## WHAT YOU HAVE TO DO
Look in the material below for the line holding "pub fn subscribe_status(&self)". Set it down exactly, with each later line up to and including the line holding "impl Drop for".

___ DATASET ___

// crates/sync-engine/src/session.rs
//! Session driver: runs a coordinator on its own task
//!
//! The driver serializes every input (user intents, connectivity signals and
//! push messages) so the coordinator never sees two at once. Ending the
//! session stops the task and discards all in-memory state.

use crate::coordinator::{FetchCancellation, SyncCoordinator};
use crate::error::{SyncError, SyncResult};
use crate::state::SyncStatus;
use crate::store::Snapshot;
use carlot_core::{PushMessage, Vehicle};
use tokio::sync::{mpsc, oneshot, watch};
use tokio::task::JoinHandle;

enum Command {
    Save {
        vehicle: Vehicle,
        reply: oneshot::Sender<SyncResult<Vehicle>>,
    },
    LoadMore {
        cancel: FetchCancellation,
        reply: oneshot::Sender<SyncResult<usize>>,
    },
    Refresh {
        reply: oneshot::Sender<SyncResult<usize>>,
    },
}

/// Handle to a running session
pub struct SessionHandle {
    commands: mpsc::Sender<Command>,
    vehicles: watch::Receiver<Snapshot>,
    status: watch::Receiver<SyncStatus>,
    shutdown: Option<oneshot::Sender<()>>,
    task: Option<JoinHandle<()>>,
}

/// Starts driving `coordinator`
///
/// `connectivity` carries the current reachability of the remote store and
/// `push` the decoded live updates. Either may close; the session keeps
/// serving intents until [`SessionHandle::end`] is called.
pub fn start(
    coordinator: SyncCoordinator,
    connectivity: watch::Receiver<bool>,
    push: mpsc::UnboundedReceiver<PushMessage>,
) -> SessionHandle {
    let (commands, command_rx) = mpsc::channel(32);
    let (shutdown, shutdown_rx) = oneshot::channel();
    let vehicles = coordinator.subscribe_vehicles();
    let status = coordinator.subscribe_status();

    let task = tokio::spawn(run(coordinator, connectivity, push, command_rx, shutdown_rx));

    SessionHandle {
        commands,
        vehicles,
        status,
        shutdown: Some(shutdown),
        task: Some(task),
    }
}

async fn run(
    mut coordinator: SyncCoordinator,
    mut connectivity: watch::Receiver<bool>,
    mut push: mpsc::UnboundedReceiver<PushMessage>,
    mut commands: mpsc::Receiver<Command>,
    mut shutdown: oneshot::Receiver<()>,
) {
    let initially_connected = *connectivity.borrow_and_update();
    coordinator.on_connectivity_changed(initially_connected).await;
    if coordinator.is_connected() {
        if let Err(err) = coordinator.refresh().await {
            log::warn!("Initial load failed: {}", err);
        }
    }

    let mut connectivity_open = true;
    let mut push_open = true;

    loop {
        tokio::select! {
            _ = &mut shutdown => {
                log::debug!("Session shutdown requested");
                break;
            }
            changed = connectivity.changed(), if connectivity_open => {
                match changed {
                    Ok(()) => {
                        let connected = *connectivity.borrow_and_update();
                        if let Some(report) = coordinator.on_connectivity_changed(connected).await {
                            if !report.is_complete() {
                                log::warn!("{} vehicle(s) still pending after flush", report.failed.len());
                            }
                        }
                    }
                    Err(_) => {
                        log::debug!("Connectivity source closed");
                        connectivity_open = false;
                    }
                }
            }
            message = push.recv(), if push_open => {
                match message {
                    Some(message) => {
                        coordinator.on_push(message);
                    }
                    None => {
                        log::debug!("Push channel closed");
                        push_open = false;
                    }
                }
            }
            command = commands.recv() => {
                let Some(command) = command else {
                    break;
                };
                handle(&mut coordinator, command).await;
            }
        }
    }

    coordinator.reset();
    log::info!("Session ended");
}

async fn handle(coordinator: &mut SyncCoordinator, command: Command) {
    // A dropped reply means the caller gave up waiting
    match command {
        Command::Save { vehicle, reply } => {
            let _ = reply.send(coordinator.save(vehicle).await);
        }
        Command::LoadMore { cancel, reply } => {
            let _ = reply.send(coordinator.load_more_with(&cancel).await);
        }
        Command::Refresh { reply } => {
            let _ = reply.send(coordinator.refresh().await);
        }
    }
}

impl SessionHandle {
    /// Saves a vehicle; see [`SyncCoordinator::save`]
    pub async fn save(&self, vehicle: Vehicle) -> SyncResult<Vehicle> {
        self.request(|reply| Command::Save { vehicle, reply }).await
    }

    /// Loads the next page; see [`SyncCoordinator::load_more`]
    pub async fn load_more(&self) -> SyncResult<usize> {
        self.load_more_cancellable(FetchCancellation::new()).await
    }

    /// Loads the next page, discarding it if `cancel` fires before it lands
    pub async fn load_more_cancellable(&self, cancel: FetchCancellation) -> SyncResult<usize> {
        self.request(|reply| Command::LoadMore { cancel, reply }).await
    }

    /// Reloads the first page
    pub async fn refresh(&self) -> SyncResult<usize> {
        self.request(|reply| Command::Refresh { reply }).await
    }

    /// Latest store snapshot
    pub fn vehicles(&self) -> Snapshot {
        self.vehicles.borrow().clone()
    }

    /// Latest status
    pub fn status(&self) -> SyncStatus {
        self.status.borrow().clone()
    }

    pub fn subscribe_vehicles(&self) -> watch::Receiver<Snapshot> {
        self.vehicles.clone()
    }

    pub fn subscribe_status(&self) -> watch::Receiver<SyncStatus> {
        self.status.clone()
    }

    /// Ends the session and waits for the driver to stop
    pub async fn end(mut self) {
        if let Some(shutdown) = self.shutdown.take() {
            let _ = shutdown.send(());
        }
        if let Some(task) = self.task.take() {
            if let Err(err) = task.await {
                log::error!("Session task failed: {}", err);
            }
        }
    }

    async fn request<T>(
        &self,
        command: impl FnOnce(oneshot::Sender<SyncResult<T>>) -> Command,
    ) -> SyncResult<T> {
        let (reply, response) = oneshot::channel();
        self.commands
            .send(command(reply))
            .await
            .map_err(|_| SyncError::SessionClosed)?;
        response.await.map_err(|_| SyncError::SessionClosed)?
    }
}

impl Drop for SessionHandle {
    fn drop(&mut self) {
        if let Some(shutdown) = self.shutdown.take() {
            let _ = shutdown.send(());
        }
    }
}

___

## RESPONSE BOX
    pub fn subscribe_status(&self) -> watch::Receiver<SyncStatus> {
        self.status.clone()
    }

    /// Ends the session and waits for the driver to stop
    pub async fn end(mut self) {
        if let Some(shutdown) = self.shutdown.take() {
            let _ = shutdown.send(());
        }
        if let Some(task) = self.task.take() {
            if let Err(err) = task.await {
                log::error!("Session task failed: {}", err);
            }
        }
    }

    async fn request<T>(
        &self,
        command: impl FnOnce(oneshot::Sender<SyncResult<T>>) -> Command,
    ) -> SyncResult<T> {
        let (reply, response) = oneshot::channel();
        self.commands
            .send(command(reply))
            .await
            .map_err(|_| SyncError::SessionClosed)?;
        response.await.map_err(|_| SyncError::SessionClosed)?
    }
}

impl Drop for SessionHandle {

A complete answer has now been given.